Mette Ingvartsen – the choreographer and sole performer of 21 pornographies – takes an extraordinarily plural approach to the body. Although we are eventually treated to some pretty rad dance moves (there’s an excellent foray into ’60s gogo), don’t buy your ticket expecting an evening at the Bolshoi: this is definitely choreography in the broader sense of ‘a body negotiating a plan’, and Ingvartsen’s plan brings us far beyond the conventional.
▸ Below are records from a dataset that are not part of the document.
use voiceshift::{PitchDetector, ProcessorConfig, VoiceProcessor};
use wasm_bindgen::prelude::*;

/// WASM wrapper around the voiceshift VoiceProcessor for a mono AudioWorklet.
///
/// The JS side owns the handle and must call `free()` when the node is torn
/// down.
#[wasm_bindgen]
pub struct Processor {
    processor: VoiceProcessor,
}

#[wasm_bindgen]
impl Processor {
    /// Create a processor with the default configuration (128-sample blocks,
    /// 1024-sample window, 48 kHz).
    #[wasm_bindgen(constructor)]
    pub fn new() -> Self {
        Self {
            processor: VoiceProcessor::new(),
        }
    }

    /// Create a processor for a context running at `sample_rate`.
    ///
    /// Only the reported latency in seconds depends on the rate.
    #[wasm_bindgen(js_name = withSampleRate)]
    pub fn with_sample_rate(sample_rate: u32) -> Result<Processor, JsError> {
        let config = ProcessorConfig::default().with_sample_rate(sample_rate);
        let processor = VoiceProcessor::with_config(config)?;
        Ok(Self { processor })
    }

    /// Shift one render quantum in place.
    pub fn process(&mut self, block: &mut [f32]) {
        self.processor.process(block);
    }

    #[wasm_bindgen(js_name = setPitch)]
    pub fn set_pitch(&self, ratio: f32) {
        self.processor.set_pitch(ratio);
    }

    #[wasm_bindgen(js_name = setFormant)]
    pub fn set_formant(&self, ratio: f32) {
        self.processor.set_formant(ratio);
    }

    /// Fixed delay between input and output, in samples.
    #[wasm_bindgen(js_name = latencySamples)]
    pub fn latency_samples(&self) -> usize {
        self.processor.latency_samples()
    }
}

impl Default for Processor {
    fn default() -> Self {
        Self::new()
    }
}

/// Detect the fundamental of a mono frame. Returns 0 for unvoiced input.
#[wasm_bindgen(js_name = detectPitch)]
pub fn detect_pitch(samples: &[f32], sample_rate: u32) -> f32 {
    PitchDetector::new(samples.len(), sample_rate)
        .detect(samples)
        .map_or(0.0, |est| est.frequency_hz)
}
//! Streaming processing for live input.

pub mod processor;
pub mod shim;

pub use processor::VoiceProcessor;
pub use shim::{ControlMessage, ReadyFlag, WorkletShim};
In fact, a lot of the movement in 21 pornographies is performed by absent bodies in imaginary spaces, verbally described by Ingvartsen with deliberate assurance. Culled from an extensive pornographic corpus dating back to de Sade, the scenes she invites us to imagine tend to marry eroticism, violence and various incarnations of state power – not light fare, but certainly absorbing. When she shifts deftly into the roles she’s describing, now channeling a horny marquis, now a chocolate-covered starlet, the gravity of her transformation is arresting and often genuinely disturbing.
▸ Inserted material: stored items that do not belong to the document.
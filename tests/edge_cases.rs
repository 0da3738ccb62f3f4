mod common;

use common::{gen_sine, run_blocks, SR};
use voiceshift::{ProcessorConfig, VoiceProcessor};

#[test]
fn zero_input_gives_exact_zero_output() {
    for (pitch, formant) in [(1.0f32, 1.0f32), (2.0, 1.0), (0.5, 1.5), (1.0, 0.7)] {
        let input = vec![0.0f32; 10_000];
        let output = run_blocks(ProcessorConfig::default(), &input, 128, pitch, formant);
        assert!(
            output.iter().all(|&s| s == 0.0),
            "pitch {} formant {}",
            pitch,
            formant
        );
    }
}

#[test]
fn empty_block_is_a_no_op() {
    let mut processor = VoiceProcessor::new();
    let mut empty: [f32; 0] = [];
    processor.process(&mut empty);

    // The stream position is unchanged: an impulse still lands at latency.
    let mut input = vec![0.0f32; 4096];
    input[10] = 1.0;
    for block in input.chunks_mut(128) {
        processor.process(block);
        processor.process(&mut empty);
    }
    assert!((input[10 + processor.latency_samples()] - 1.0).abs() < 1e-4);
}

#[test]
fn non_finite_input_is_treated_as_silence() {
    let mut input = gen_sine(250.0, SR, 12_000, |_| 0.5);
    for i in (0..input.len()).step_by(97) {
        input[i] = match i % 3 {
            0 => f32::NAN,
            1 => f32::INFINITY,
            _ => f32::NEG_INFINITY,
        };
    }
    for pitch in [1.0f32, 1.4] {
        let output = run_blocks(ProcessorConfig::default(), &input, 128, pitch, 1.0);
        assert!(output.iter().all(|s| s.is_finite()), "pitch {}", pitch);
    }
}

#[test]
fn non_finite_burst_recovers() {
    let mut processor = VoiceProcessor::new();
    processor.set_pitch(0.8);
    let mut burst = [f32::NAN; 128];
    for _ in 0..20 {
        processor.process(&mut burst);
    }
    assert!(burst.iter().all(|s| s.is_finite()));

    let mut signal = gen_sine(300.0, SR, SR as usize, |_| 0.5);
    for block in signal.chunks_mut(128) {
        processor.process(block);
    }
    let tail = &signal[SR as usize / 2..];
    assert!(tail.iter().all(|s| s.is_finite()));
    assert!(tail.iter().any(|s| s.abs() > 0.1), "output did not recover");
}

#[test]
fn huge_input_is_saturated() {
    let input = gen_sine(150.0, SR, 8192, |_| 1e6);
    for (pitch, formant) in [(1.0f32, 1.0f32), (1.9, 0.6)] {
        let output = run_blocks(ProcessorConfig::default(), &input, 128, pitch, formant);
        assert!(
            output.iter().all(|s| s.is_finite() && s.abs() <= 32.0),
            "pitch {} formant {}",
            pitch,
            formant
        );
    }
}

#[test]
fn subnormal_input_is_flushed() {
    let input = vec![1e-40f32; 4096];
    let output = run_blocks(ProcessorConfig::default(), &input, 128, 1.3, 1.0);
    assert!(output.iter().all(|&s| s == 0.0));
}

#[test]
fn block_partition_does_not_change_output() {
    let input = gen_sine(210.0, SR, 9000, |i| 0.2 + 0.3 * (i as f32 / 9000.0));
    let reference = run_blocks(ProcessorConfig::default(), &input, 128, 1.33, 0.85);

    for block in [1usize, 7, 64, 127, 200, 1000] {
        let output = run_blocks(ProcessorConfig::default(), &input, block, 1.33, 0.85);
        assert_eq!(output, reference, "block size {}", block);
    }
}

#[test]
fn invalid_configurations_are_rejected() {
    let bad = [
        ProcessorConfig::default().with_block_size(0),
        ProcessorConfig::default().with_window_size(1000),
        ProcessorConfig::default().with_hop_size(0),
        ProcessorConfig::default().with_hop_size(512),
        ProcessorConfig::default().with_envelope_order(0),
        ProcessorConfig::default().with_sample_rate(0),
    ];
    for config in bad {
        assert!(VoiceProcessor::with_config(config.clone()).is_err(), "{:?}", config);
    }
}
21 pornographies is meticulous and intricate, and despite the multiplicity of Ingvartsen’s clamouring to take the stage – Ingvartsen as articulate narrator, as exhausted corpse, as porous material, as posing mannequin, as a bark in the dark – her precise and deliberate choreographer persona never loses its grip on the situation. My favourite moments occurred when the body itself seemed to exceed the narration, persisting in its transformed state far longer than strictly required for illustrative purposes. These curious moments linger like openings to something beyond or beside the thick layer of pornographic fantasy that Ingvartsen conjures.